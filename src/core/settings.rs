use std::path::{Path, PathBuf};
use std::time::Duration;

use serde::{Deserialize, Serialize};
use thiserror::Error;

use crate::core::jobs::wait::{DEFAULT_UNAVAILABLE_MARKER, WaitOptions};


const APP_NAME: &str = "slurmbids";
const LOCAL_DIR: &str = ".slurmbids";
const LOCAL_FILE: &str = "slurmbids.conf";

#[derive(Error, Debug)]
pub enum SettingsError {
  #[error("Filesystem error: {0}")]
  FilesystemError(#[from] std::io::Error),
  #[error("Could not find .slurmbids directory")]
  LocalDirNotFound,
  #[error("IO Error: {0}")]
  ConfyError(#[from] confy::ConfyError),
  #[error("Settings file not found at {0}")]
  SettingsNotFound(PathBuf),
}

const DEFAULT_PYTHON_INTERPRETER: &str = "/usr/bin/env python3";
const DEFAULT_POLL_INTERVAL_SECS: u64 = 10;
const DEFAULT_MODULES: [&str; 2] = ["dcm2niix", "jq"];

/// User settings, resolved once at startup and passed down explicitly.
/// Unset values fall back to the defaults through the accessors, so a value
/// written in a settings file always counts as set.
#[derive(Serialize, Deserialize, Debug, Clone, PartialEq, Default)]
#[serde(default)]
pub struct Settings {
  /// Account charged for submitted jobs
  pub account: Option<String>,
  pub partition: Option<String>,
  /// Address used for notifications when a command gives none
  pub email: Option<String>,
  pub python_interpreter: Option<String>,
  pub poll_interval_secs: Option<u64>,
  pub unavailable_marker: Option<String>,
  /// Site script that sleeps until the queue has room for more jobs
  pub throttle_command: Option<String>,
  /// Authors written to `dataset_description.json`
  pub authors: Option<Vec<String>>,
  /// Environment modules loaded before conversion commands
  pub modules: Option<Vec<String>>,
}

impl Settings {
  pub fn python_interpreter(&self) -> &str {
    self
      .python_interpreter
      .as_deref()
      .unwrap_or(DEFAULT_PYTHON_INTERPRETER)
  }

  pub fn poll_interval(&self) -> Duration {
    Duration::from_secs(self.poll_interval_secs.unwrap_or(DEFAULT_POLL_INTERVAL_SECS))
  }

  pub fn unavailable_marker(&self) -> &str {
    self
      .unavailable_marker
      .as_deref()
      .unwrap_or(DEFAULT_UNAVAILABLE_MARKER)
  }

  pub fn authors(&self) -> &[String] {
    self.authors.as_deref().unwrap_or_default()
  }

  pub fn modules(&self) -> Vec<String> {
    match &self.modules {
      Some(modules) => modules.clone(),
      None => DEFAULT_MODULES.iter().map(|m| m.to_string()).collect(),
    }
  }

  pub fn wait_options(&self) -> WaitOptions {
    WaitOptions {
      interval: self.poll_interval(),
      unavailable_marker: self.unavailable_marker().to_string(),
    }
  }

  /// Overlay `local` on top of `self`: every value set locally wins
  pub fn merged_with(self, local: Settings) -> Settings {
    Settings {
      account: local.account.or(self.account),
      partition: local.partition.or(self.partition),
      email: local.email.or(self.email),
      python_interpreter: local.python_interpreter.or(self.python_interpreter),
      poll_interval_secs: local.poll_interval_secs.or(self.poll_interval_secs),
      unavailable_marker: local.unavailable_marker.or(self.unavailable_marker),
      throttle_command: local.throttle_command.or(self.throttle_command),
      authors: local.authors.or(self.authors),
      modules: local.modules.or(self.modules),
    }
  }
}

/// Creates the .slurmbids directory at the specified path with a default settings file
pub fn init_local_dir(path: &Path) -> Result<PathBuf, SettingsError> {
  let path = path.join(LOCAL_DIR);
  std::fs::create_dir_all(&path).map_err(SettingsError::FilesystemError)?;
  if !path.join(LOCAL_FILE).is_file() {
    set_settings_local(&path, &Settings::default())?;
  }
  Ok(path)
}

/// Searches for the .slurmbids directory starting from `start`
/// and moving up the directory tree until it finds it or reaches the user's home directory.
pub fn find_local_dir(start: &Path) -> Result<PathBuf, SettingsError> {
  let home = dirs::home_dir().unwrap_or(PathBuf::from("/"));
  let mut dir = start.to_path_buf();

  loop {
    let candidate = dir.join(LOCAL_DIR);
    if candidate.is_dir() {
      return Ok(candidate);
    }
    if dir == home {
      break;
    }
    if !dir.pop() {
      break;
    }
  }

  Err(SettingsError::LocalDirNotFound)
}

pub fn get_settings_global() -> Result<Settings, SettingsError> {
  let settings: Settings = confy::load(APP_NAME, "config")?;
  Ok(settings)
}

pub fn set_settings_global(settings: &Settings) -> Result<(), SettingsError> {
  confy::store(APP_NAME, "config", settings)?;
  Ok(())
}

pub fn get_settings_local(dir: &Path) -> Result<Settings, SettingsError> {
  let file = dir.join(LOCAL_FILE);
  if !file.is_file() {
    return Err(SettingsError::SettingsNotFound(file));
  }
  let settings: Settings = confy::load_path(file)?;
  Ok(settings)
}

pub fn set_settings_local(dir: &Path, settings: &Settings) -> Result<(), SettingsError> {
  confy::store_path(dir.join(LOCAL_FILE), settings)?;
  Ok(())
}

/// Global settings overlaid with the nearest local settings, if any
pub fn load_settings(cwd: &Path) -> Result<Settings, SettingsError> {
  let global = get_settings_global()?;
  match find_local_dir(cwd) {
    Ok(dir) => Ok(global.merged_with(get_settings_local(&dir)?)),
    Err(SettingsError::LocalDirNotFound) => Ok(global),
    Err(e) => Err(e),
  }
}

WHAT YOU SHOULD DO –
The data above is to be given again, with every line exact.

SOLUTION –
filename src/core/settings.rs
use std::path::{Path, PathBuf};
use std::time::Duration;

use serde::{Deserialize, Serialize};
use thiserror::Error;

use crate::core::jobs::wait::{DEFAULT_UNAVAILABLE_MARKER, WaitOptions};


const APP_NAME: &str = "slurmbids";
const LOCAL_DIR: &str = ".slurmbids";
const LOCAL_FILE: &str = "slurmbids.conf";

#[derive(Error, Debug)]
pub enum SettingsError {
  #[error("Filesystem error: {0}")]
  FilesystemError(#[from] std::io::Error),
  #[error("Could not find .slurmbids directory")]
  LocalDirNotFound,
  #[error("IO Error: {0}")]
  ConfyError(#[from] confy::ConfyError),
  #[error("Settings file not found at {0}")]
  SettingsNotFound(PathBuf),
}

const DEFAULT_PYTHON_INTERPRETER: &str = "/usr/bin/env python3";
const DEFAULT_POLL_INTERVAL_SECS: u64 = 10;
const DEFAULT_MODULES: [&str; 2] = ["dcm2niix", "jq"];

/// User settings, resolved once at startup and passed down explicitly.
/// Unset values fall back to the defaults through the accessors, so a value
/// written in a settings file always counts as set.
#[derive(Serialize, Deserialize, Debug, Clone, PartialEq, Default)]
#[serde(default)]
pub struct Settings {
  /// Account charged for submitted jobs
  pub account: Option<String>,
  pub partition: Option<String>,
  /// Address used for notifications when a command gives none
  pub email: Option<String>,
  pub python_interpreter: Option<String>,
  pub poll_interval_secs: Option<u64>,
  pub unavailable_marker: Option<String>,
  /// Site script that sleeps until the queue has room for more jobs
  pub throttle_command: Option<String>,
  /// Authors written to `dataset_description.json`
  pub authors: Option<Vec<String>>,
  /// Environment modules loaded before conversion commands
  pub modules: Option<Vec<String>>,
}

impl Settings {
  pub fn python_interpreter(&self) -> &str {
    self
      .python_interpreter
      .as_deref()
      .unwrap_or(DEFAULT_PYTHON_INTERPRETER)
  }

  pub fn poll_interval(&self) -> Duration {
    Duration::from_secs(self.poll_interval_secs.unwrap_or(DEFAULT_POLL_INTERVAL_SECS))
  }

  pub fn unavailable_marker(&self) -> &str {
    self
      .unavailable_marker
      .as_deref()
      .unwrap_or(DEFAULT_UNAVAILABLE_MARKER)
  }

  pub fn authors(&self) -> &[String] {
    self.authors.as_deref().unwrap_or_default()
  }

  pub fn modules(&self) -> Vec<String> {
    match &self.modules {
      Some(modules) => modules.clone(),
      None => DEFAULT_MODULES.iter().map(|m| m.to_string()).collect(),
    }
  }

  pub fn wait_options(&self) -> WaitOptions {
    WaitOptions {
      interval: self.poll_interval(),
      unavailable_marker: self.unavailable_marker().to_string(),
    }
  }

  /// Overlay `local` on top of `self`: every value set locally wins
  pub fn merged_with(self, local: Settings) -> Settings {
    Settings {
      account: local.account.or(self.account),
      partition: local.partition.or(self.partition),
      email: local.email.or(self.email),
      python_interpreter: local.python_interpreter.or(self.python_interpreter),
      poll_interval_secs: local.poll_interval_secs.or(self.poll_interval_secs),
      unavailable_marker: local.unavailable_marker.or(self.unavailable_marker),
      throttle_command: local.throttle_command.or(self.throttle_command),
      authors: local.authors.or(self.authors),
      modules: local.modules.or(self.modules),
    }
  }
}

/// Creates the .slurmbids directory at the specified path with a default settings file
pub fn init_local_dir(path: &Path) -> Result<PathBuf, SettingsError> {
  let path = path.join(LOCAL_DIR);
  std::fs::create_dir_all(&path).map_err(SettingsError::FilesystemError)?;
  if !path.join(LOCAL_FILE).is_file() {
    set_settings_local(&path, &Settings::default())?;
  }
  Ok(path)
}

/// Searches for the .slurmbids directory starting from `start`
/// and moving up the directory tree until it finds it or reaches the user's home directory.
pub fn find_local_dir(start: &Path) -> Result<PathBuf, SettingsError> {
  let home = dirs::home_dir().unwrap_or(PathBuf::from("/"));
  let mut dir = start.to_path_buf();

  loop {
    let candidate = dir.join(LOCAL_DIR);
    if candidate.is_dir() {
      return Ok(candidate);
    }
    if dir == home {
      break;
    }
    if !dir.pop() {
      break;
    }
  }

  Err(SettingsError::LocalDirNotFound)
}

pub fn get_settings_global() -> Result<Settings, SettingsError> {
  let settings: Settings = confy::load(APP_NAME, "config")?;
  Ok(settings)
}

pub fn set_settings_global(settings: &Settings) -> Result<(), SettingsError> {
  confy::store(APP_NAME, "config", settings)?;
  Ok(())
}

pub fn get_settings_local(dir: &Path) -> Result<Settings, SettingsError> {
  let file = dir.join(LOCAL_FILE);
  if !file.is_file() {
    return Err(SettingsError::SettingsNotFound(file));
  }
  let settings: Settings = confy::load_path(file)?;
  Ok(settings)
}

pub fn set_settings_local(dir: &Path, settings: &Settings) -> Result<(), SettingsError> {
  confy::store_path(dir.join(LOCAL_FILE), settings)?;
  Ok(())
}

/// Global settings overlaid with the nearest local settings, if any
pub fn load_settings(cwd: &Path) -> Result<Settings, SettingsError> {
  let global = get_settings_global()?;
  match find_local_dir(cwd) {
    Ok(dir) => Ok(global.merged_with(get_settings_local(&dir)?)),
    Err(SettingsError::LocalDirNotFound) => Ok(global),
    Err(e) => Err(e),
  }
}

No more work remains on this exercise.